What to work on:
Among the lines below, take the one holding "should be dropped.", the one holding "the packet loss rate (0.0 - 1.0).", and all lines between them. Set them down exactly.

Collected data
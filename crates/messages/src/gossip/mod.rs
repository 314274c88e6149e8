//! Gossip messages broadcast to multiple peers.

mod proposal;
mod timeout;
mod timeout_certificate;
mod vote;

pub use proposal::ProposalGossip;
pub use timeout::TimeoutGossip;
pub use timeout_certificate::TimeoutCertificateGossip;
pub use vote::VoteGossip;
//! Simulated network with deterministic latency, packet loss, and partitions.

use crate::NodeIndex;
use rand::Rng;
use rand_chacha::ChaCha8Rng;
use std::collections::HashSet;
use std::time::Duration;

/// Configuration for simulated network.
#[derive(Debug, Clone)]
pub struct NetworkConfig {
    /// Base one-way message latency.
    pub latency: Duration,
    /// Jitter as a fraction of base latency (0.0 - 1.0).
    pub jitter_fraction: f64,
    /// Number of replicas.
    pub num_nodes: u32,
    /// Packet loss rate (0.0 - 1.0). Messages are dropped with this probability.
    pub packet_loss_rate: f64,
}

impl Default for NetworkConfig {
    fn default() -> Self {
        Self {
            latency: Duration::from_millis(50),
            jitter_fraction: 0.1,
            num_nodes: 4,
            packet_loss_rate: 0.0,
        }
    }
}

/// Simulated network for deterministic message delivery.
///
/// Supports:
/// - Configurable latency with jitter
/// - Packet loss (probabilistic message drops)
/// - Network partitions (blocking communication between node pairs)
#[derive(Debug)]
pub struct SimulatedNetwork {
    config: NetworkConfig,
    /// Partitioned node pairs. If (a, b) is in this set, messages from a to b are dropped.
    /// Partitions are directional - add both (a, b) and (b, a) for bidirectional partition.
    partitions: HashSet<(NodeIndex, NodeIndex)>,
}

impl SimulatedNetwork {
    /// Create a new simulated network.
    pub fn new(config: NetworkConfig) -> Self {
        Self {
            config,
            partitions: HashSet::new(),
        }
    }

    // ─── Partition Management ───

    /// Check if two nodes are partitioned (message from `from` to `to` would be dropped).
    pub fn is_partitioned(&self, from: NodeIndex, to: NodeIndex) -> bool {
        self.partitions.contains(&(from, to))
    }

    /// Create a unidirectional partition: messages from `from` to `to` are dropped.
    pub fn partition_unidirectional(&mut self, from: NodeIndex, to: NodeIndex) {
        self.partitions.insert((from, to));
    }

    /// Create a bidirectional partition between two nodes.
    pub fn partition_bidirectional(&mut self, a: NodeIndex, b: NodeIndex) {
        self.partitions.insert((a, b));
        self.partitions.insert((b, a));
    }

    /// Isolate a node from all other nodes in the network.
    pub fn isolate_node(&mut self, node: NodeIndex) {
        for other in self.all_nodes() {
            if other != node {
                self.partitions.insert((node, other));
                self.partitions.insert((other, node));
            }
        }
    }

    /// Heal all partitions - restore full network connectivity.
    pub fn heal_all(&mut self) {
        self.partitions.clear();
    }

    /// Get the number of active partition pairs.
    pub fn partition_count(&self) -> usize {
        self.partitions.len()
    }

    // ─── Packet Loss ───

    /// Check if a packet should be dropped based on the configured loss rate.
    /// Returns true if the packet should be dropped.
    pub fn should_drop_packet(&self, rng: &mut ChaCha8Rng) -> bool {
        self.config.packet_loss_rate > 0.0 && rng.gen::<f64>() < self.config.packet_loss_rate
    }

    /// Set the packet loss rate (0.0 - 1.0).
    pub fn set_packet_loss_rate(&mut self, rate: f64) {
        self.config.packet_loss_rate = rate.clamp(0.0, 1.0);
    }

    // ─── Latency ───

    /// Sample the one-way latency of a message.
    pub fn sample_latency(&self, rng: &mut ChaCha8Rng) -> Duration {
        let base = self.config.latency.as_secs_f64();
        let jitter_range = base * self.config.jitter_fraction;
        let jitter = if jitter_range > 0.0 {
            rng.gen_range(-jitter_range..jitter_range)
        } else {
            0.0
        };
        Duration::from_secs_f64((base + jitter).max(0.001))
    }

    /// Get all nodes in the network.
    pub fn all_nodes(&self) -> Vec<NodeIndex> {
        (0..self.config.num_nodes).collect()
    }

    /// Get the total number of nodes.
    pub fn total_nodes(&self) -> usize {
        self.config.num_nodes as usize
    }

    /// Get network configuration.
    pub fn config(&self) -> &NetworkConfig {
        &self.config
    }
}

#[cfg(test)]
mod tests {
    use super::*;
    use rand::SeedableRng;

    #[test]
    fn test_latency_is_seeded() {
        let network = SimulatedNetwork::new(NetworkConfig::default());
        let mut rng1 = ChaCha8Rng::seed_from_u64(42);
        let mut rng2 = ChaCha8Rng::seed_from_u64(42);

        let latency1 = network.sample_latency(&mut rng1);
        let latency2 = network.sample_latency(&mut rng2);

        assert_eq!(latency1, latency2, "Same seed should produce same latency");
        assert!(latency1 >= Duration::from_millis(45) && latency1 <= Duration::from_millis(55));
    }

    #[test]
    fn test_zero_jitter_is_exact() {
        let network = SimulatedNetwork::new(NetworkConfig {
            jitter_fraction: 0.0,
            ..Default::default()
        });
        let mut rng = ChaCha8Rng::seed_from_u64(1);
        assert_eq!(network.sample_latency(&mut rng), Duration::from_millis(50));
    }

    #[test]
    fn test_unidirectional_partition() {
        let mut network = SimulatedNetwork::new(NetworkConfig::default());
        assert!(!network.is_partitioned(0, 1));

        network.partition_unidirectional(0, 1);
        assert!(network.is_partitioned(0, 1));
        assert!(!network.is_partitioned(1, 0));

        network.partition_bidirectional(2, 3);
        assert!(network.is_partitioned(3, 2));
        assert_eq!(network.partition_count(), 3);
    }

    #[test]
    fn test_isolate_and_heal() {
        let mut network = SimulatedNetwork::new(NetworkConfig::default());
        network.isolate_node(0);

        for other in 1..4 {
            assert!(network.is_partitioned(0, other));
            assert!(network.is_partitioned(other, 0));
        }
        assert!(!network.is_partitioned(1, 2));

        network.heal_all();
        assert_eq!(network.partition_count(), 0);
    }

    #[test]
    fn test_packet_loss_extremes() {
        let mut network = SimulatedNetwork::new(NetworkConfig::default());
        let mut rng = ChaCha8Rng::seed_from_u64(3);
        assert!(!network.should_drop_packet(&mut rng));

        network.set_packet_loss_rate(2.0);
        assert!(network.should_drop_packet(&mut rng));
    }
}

Answer to the problem:
    /// Returns true if the packet should be dropped.
    pub fn should_drop_packet(&self, rng: &mut ChaCha8Rng) -> bool {
        self.config.packet_loss_rate > 0.0 && rng.gen::<f64>() < self.config.packet_loss_rate
    }

    /// Set the packet loss rate (0.0 - 1.0).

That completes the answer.